# Logical Foundations

## Module summary

Module code: MATH1110
Level: 4
Credits: 15
School: Liberal Arts and Sciences
Department: Computing and Mathematical Sci.
Module Coordinator(s): Yvonne Fryer

## Specification

### Aims

This course contains the logic and mathematical ideas needed to underpin a rigorous approach to computing.
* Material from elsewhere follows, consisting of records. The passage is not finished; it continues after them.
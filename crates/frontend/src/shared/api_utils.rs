//! API utilities for frontend-backend communication
//!
//! Provides helper functions for constructing API URLs and making requests.

use contracts::shared::api::ApiErrorBody;
use gloo_net::http::{Request, Response};
use serde::{de::DeserializeOwned, Serialize};

/// Description of a failed request, shown to the user as a server error
#[derive(Debug, Clone, PartialEq, Eq)]
pub struct RequestError {
    /// HTTP status, `None` when the request never got a response
    pub status: Option<u16>,
    pub message: String,
}

impl RequestError {
    pub fn network(message: impl Into<String>) -> Self {
        Self {
            status: None,
            message: message.into(),
        }
    }

    /// Build from a non-2xx status and the raw response body.
    ///
    /// Backend failures carry an [`ApiErrorBody`]; anything else falls back
    /// to the status line.
    pub fn from_status(status: u16, body: &str) -> Self {
        let message = serde_json::from_str::<ApiErrorBody>(body)
            .map(|b| b.message)
            .ok()
            .filter(|m| !m.is_empty())
            .unwrap_or_else(|| format!("HTTP {status}"));
        Self {
            status: Some(status),
            message,
        }
    }
}

impl std::fmt::Display for RequestError {
    fn fmt(&self, f: &mut std::fmt::Formatter<'_>) -> std::fmt::Result {
        f.write_str(&self.message)
    }
}

impl From<gloo_net::Error> for RequestError {
    fn from(e: gloo_net::Error) -> Self {
        RequestError::network(format!("Request failed: {e}"))
    }
}

/// Get the base URL for API requests
///
/// Constructs the API base URL from the current window location,
/// using port 3000 for the backend server.
///
/// # Returns
/// - API base URL like "http://localhost:3000" or "https://example.com:3000"
/// - Empty string if window is not available
pub fn api_base() -> String {
    let window = match web_sys::window() {
        Some(w) => w,
        None => return String::new(),
    };
    let location = window.location();
    let protocol = location.protocol().unwrap_or_else(|_| "http:".to_string());
    let hostname = location
        .hostname()
        .unwrap_or_else(|_| "127.0.0.1".to_string());
    format!("{}//{}:3000", protocol, hostname)
}

/// Build a full API URL from a path
///
/// # Example
/// ```ignore
/// let url = api_url("/api/parse");
/// ```
pub fn api_url(path: &str) -> String {
    format!("{}{}", api_base(), path)
}

/// Turn a response into `T`, or into a [`RequestError`] for non-2xx statuses
pub async fn read_json<T: DeserializeOwned>(resp: Response) -> Result<T, RequestError> {
    if !resp.ok() {
        let status = resp.status();
        let body = resp.text().await.unwrap_or_default();
        return Err(RequestError::from_status(status, &body));
    }
    resp.json::<T>()
        .await
        .map_err(|e| RequestError::network(format!("Failed to parse response: {e}")))
}

/// POST a JSON body and decode the JSON answer
pub async fn post_json<B, T>(path: &str, body: &B) -> Result<T, RequestError>
where
    B: Serialize,
    T: DeserializeOwned,
{
    let resp = Request::post(&api_url(path))
        .header("Accept", "application/json")
        .json(body)?
        .send()
        .await?;
    read_json(resp).await
}

#[cfg(test)]
mod tests {
    use super::*;

    #[test]
    fn error_message_from_api_body() {
        let err = RequestError::from_status(422, r#"{"status":422,"message":"URL is not valid"}"#);
        assert_eq!(err.status, Some(422));
        assert_eq!(err.message, "URL is not valid");
    }

    #[test]
    fn error_message_falls_back_to_status() {
        let err = RequestError::from_status(502, "<html>Bad gateway</html>");
        assert_eq!(err.message, "HTTP 502");
        assert_eq!(RequestError::network("offline").status, None);
    }
}
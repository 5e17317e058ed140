//! Upload Page UI Module (MVVM Standard)
//!
//! Structure:
//! - model.rs: multipart upload call
//! - view_model.rs: UploadPageVm with RwSignals
//! - view.rs: Main component UploadPage

mod model;
mod view;
mod view_model;

pub use view::UploadPage;
pub use view_model::UploadPageVm;
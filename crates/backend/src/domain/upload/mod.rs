pub mod service;

pub use service::UploadError;
//! Parse Page UI Module (MVVM Standard)
//!
//! Structure:
//! - model.rs: API call to the parse endpoint
//! - view_model.rs: ParsePageVm with RwSignals
//! - view.rs: Main component ParsePage

mod model;
mod view;
mod view_model;

pub use view::ParsePage;
pub use view_model::ParsePageVm;
//! Upload Page - View Model

use super::model::upload_file;
use crate::shared::api_utils::{api_base, RequestError};
use crate::shared::components::file_input::FileInputValue;
use crate::shared::forms::ValidationErrors;
use leptos::prelude::*;
use leptos::task::spawn_local;

#[derive(Clone, Copy)]
pub struct UploadPageVm {
    /// Current selection; holds a `web_sys::File`, so it stays on this thread
    pub selected: RwSignal<Option<FileInputValue>, LocalStorage>,
    /// URL written back into the file input after a successful upload
    pub stored_url: RwSignal<Option<String>>,
    pub validation: RwSignal<Option<ValidationErrors>>,
    pub touched: RwSignal<bool>,
    pub uploading: RwSignal<bool>,
    pub error: RwSignal<Option<RequestError>>,
}

impl UploadPageVm {
    pub fn new() -> Self {
        Self {
            selected: RwSignal::new_local(None),
            stored_url: RwSignal::new(None),
            validation: RwSignal::new(None),
            touched: RwSignal::new(false),
            uploading: RwSignal::new(false),
            error: RwSignal::new(None),
        }
    }

    pub fn select(&self, value: Option<FileInputValue>) {
        self.error.set(None);
        self.selected.set(value);
    }

    /// Image shown in the preview: the fresh selection, else the stored file
    pub fn preview_url(&self) -> Option<String> {
        self.selected
            .with(|s| s.as_ref().map(|v| v.path.clone()))
            .or_else(|| self.stored_url.get())
    }

    pub fn can_upload(&self) -> bool {
        !self.uploading.get()
            && self.validation.with(|v| v.as_ref().map_or(true, |e| e.is_empty()))
            && self.selected.with(|s| s.as_ref().is_some_and(|v| v.file.is_some()))
    }

    pub fn upload(&self) {
        self.touched.set(true);
        if !self.can_upload() {
            return;
        }
        let Some(file) = self.selected.with_untracked(|s| s.as_ref().and_then(|v| v.file.clone()))
        else {
            return;
        };
        self.uploading.set(true);
        self.error.set(None);
        let vm = *self;

        spawn_local(async move {
            match upload_file(&file).await {
                Ok(resp) => {
                    log::info!("Uploaded {} ({} bytes) to {}", resp.file_name, resp.size, resp.url);
                    vm.selected.set(None);
                    vm.stored_url.set(Some(format!("{}{}", api_base(), resp.url)));
                }
                Err(e) => {
                    log::error!("Upload of {} failed: {}", file.name(), e);
                    vm.error.set(Some(e));
                }
            }
            vm.uploading.set(false);
        });
    }
}

impl Default for UploadPageVm {
    fn default() -> Self {
        Self::new()
    }
}
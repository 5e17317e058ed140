//! Chat Form - View Component

use super::model::{fitted_height, ChatFormModel};
use crate::shared::components::field_error::FieldError;
use crate::shared::icons::icon;
use contracts::chat::{ChatConnectState, ChatFormValue, MAX_MESSAGE_LENGTH};
use leptos::prelude::*;
use thaw::*;

/// Grow or shrink the textarea to its content, up to the max height
fn fit_to_content(textarea: &web_sys::HtmlTextAreaElement) {
    // HtmlElement::style, not the leptos ElementExt::style of the same name
    let style = web_sys::HtmlElement::style(textarea);
    let _ = style.set_property("height", "auto");
    let height = fitted_height(textarea.scroll_height());
    let _ = style.set_property("height", &format!("{height}px"));
}

/// Message input of the chat page.
///
/// Enter submits, Shift+Enter inserts a newline. Submitting only emits while
/// `connection` is `Waiting`; while a completion is generating the send button
/// turns into a stop button.
#[component]
pub fn ChatForm(
    #[prop(into)] connection: Signal<Option<ChatConnectState>>,
    on_send: Callback<ChatFormValue>,
    on_stop_generation: Callback<()>,
) -> impl IntoView {
    let form = RwSignal::new(ChatFormModel::new());
    let textarea_ref = NodeRef::<leptos::html::Textarea>::new();

    // Height is measured after the new value is rendered
    let resize_textarea = move || {
        request_animation_frame(move || {
            if let Some(textarea) = textarea_ref.get_untracked() {
                fit_to_content(&textarea);
            }
        });
    };

    let submit = move || {
        let value = form
            .try_update(|f| f.submit(connection.get_untracked()))
            .flatten();
        if let Some(value) = value {
            if let Some(textarea) = textarea_ref.get_untracked() {
                let _ = textarea.blur();
            }
            on_send.run(value);
            resize_textarea();
        }
    };

    let handle_keydown = move |ev: web_sys::KeyboardEvent| {
        if ev.key() != "Enter" {
            return;
        }
        ev.prevent_default();
        if ev.shift_key() {
            form.update(|f| f.insert_newline());
            resize_textarea();
            return;
        }
        submit();
    };

    let can_submit = Signal::derive(move || form.with(|f| f.can_submit(connection.get())));
    let is_generating =
        Signal::derive(move || connection.get().is_some_and(|c| c.is_generating()));
    let error = Signal::derive(move || {
        form.with(|f| {
            f.message
                .should_show_errors()
                .then(|| f.message.errors().first().map(|e| e.message()))
                .flatten()
        })
    });

    view! {
        <div class="chat-form" style="display: flex; flex-direction: column; gap: 4px;">
            <Flex style="gap: 8px; align-items: flex-end;">
                <div style="flex: 1;">
                    <textarea
                        node_ref=textarea_ref
                        class="chat-form__textarea"
                        rows="1"
                        placeholder="Type a message... (Shift+Enter for a new line)"
                        style="width: 100%; min-height: 44px; resize: none; overflow-y: auto;"
                        prop:value=move || form.with(|f| f.message.value().to_string())
                        on:input=move |ev| {
                            form.update(|f| f.message.input(event_target_value(&ev)));
                            resize_textarea();
                        }
                        on:blur=move |_| form.update(|f| f.message.mark_as_touched())
                        on:keydown=handle_keydown
                    ></textarea>
                </div>

                {move || {
                    if is_generating.get() {
                        view! {
                            <Button
                                appearance=ButtonAppearance::Secondary
                                on_click=move |_| on_stop_generation.run(())
                            >
                                {move || {
                                    (connection.get() == Some(ChatConnectState::Loading))
                                        .then(|| view! { <Spinner size=SpinnerSize::Tiny /> })
                                }}
                                {icon("stop")}
                                " Stop"
                            </Button>
                        }
                            .into_any()
                    } else {
                        view! {
                            <Button
                                appearance=ButtonAppearance::Primary
                                disabled=Signal::derive(move || !can_submit.get())
                                on_click=move |_| submit()
                            >
                                {icon("send")}
                                " Send"
                            </Button>
                        }
                            .into_any()
                    }
                }}
            </Flex>

            <Flex justify=FlexJustify::SpaceBetween>
                <FieldError error=error />
                <span style="font-size: 11px; color: var(--colorNeutralForeground3); margin-left: auto;">
                    {move || format!("{} / {}", form.with(|f| f.length()), MAX_MESSAGE_LENGTH)}
                </span>
            </Flex>
        </div>
    }
}
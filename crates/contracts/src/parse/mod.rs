//! URL parsing contracts.

use chrono::{DateTime, Utc};
use once_cell::sync::Lazy;
use regex::Regex;
use serde::{Deserialize, Serialize};

/// HTTP/HTTPS URL: scheme, a host (domain, `localhost` or IPv4), optional
/// port, optional path/query/fragment without whitespace.
pub const HTTP_URL_PATTERN: &str = r"^https?://(?:localhost|\d{1,3}(?:\.\d{1,3}){3}|(?:[A-Za-z0-9](?:[A-Za-z0-9-]*[A-Za-z0-9])?\.)+[A-Za-z]{2,})(?::\d{1,5})?(?:[/?#]\S*)?$";

pub static HTTP_URL_REGEX: Lazy<Regex> =
    Lazy::new(|| Regex::new(HTTP_URL_PATTERN).expect("HTTP_URL_PATTERN is a valid regex"));

pub fn is_http_url(value: &str) -> bool {
    HTTP_URL_REGEX.is_match(value)
}

/// Value emitted by the parse form and posted to `/api/parse`
#[derive(Debug, Clone, PartialEq, Eq, Serialize, Deserialize)]
pub struct ParseFormData {
    pub url: String,
}

/// Summary of a fetched page
#[derive(Debug, Clone, PartialEq, Serialize, Deserialize)]
pub struct ParseResult {
    pub url: String,
    pub title: Option<String>,
    pub description: Option<String>,
    pub headings: Vec<String>,
    pub links_count: usize,
    pub fetched_at: DateTime<Utc>,
}

#[cfg(test)]
mod tests {
    use super::*;

    #[test]
    fn accepts_http_and_https_urls() {
        for url in [
            "http://example.com",
            "https://example.com/",
            "https://sub.example.co.uk/path/to/page?q=1&x=y#top",
            "http://localhost:3000/api",
            "http://127.0.0.1/index.html",
            "https://my-site.io:8443",
        ] {
            assert!(is_http_url(url), "{url} should match");
        }
    }

    #[test]
    fn rejects_other_values() {
        for url in [
            "",
            "example.com",
            "ftp://example.com",
            "https://",
            "https://exa mple.com",
            "https://example",
            "javascript:alert(1)",
            "https://-bad.com",
        ] {
            assert!(!is_http_url(url), "{url} should not match");
        }
    }
}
The emphasis will be on developing precise thinking, modelling data and processes and introducing reasoning techniques.

### Learning outcomes

Learning Outcomes: on successful completion of this course a student will be able to:
1 Demonstrate an understanding of sets and propositional logic and their application in computing.
2 Apply arithmetic and algebraic expressions in a range of number types and bases.
3 Demonstrate an understanding and application of formal languages and predicate logic.

### Indicative content

Basic arithmetic and algebra.
Extracting relationships from data, manipulation, solving simple equations, rearranging formulae.
Function definitions and types, function composition and inversion. Logarithmic, exponential and trigonometric functions.
Number types and their representation in computing.
Number bases, binary and hexadecimal, and arithmetic operations in these bases.
Complex numbers; Definition of i, Argand diagram, manipulation of complex numbers.
Sets; definitions, laws of operation, Venn diagrams, product set and projection mappings. Propositional logic; translation between natural language and logic, truth tables, laws of propositional calculus.
Validity of arguments, Boolean algebra and application to circuits.
Predicate Logic as Generalised Propositional Logic, Scope of quantifiers, N-place predicates.
Application of logic in programming.
The structure of formal languages, Syntax, Semantics.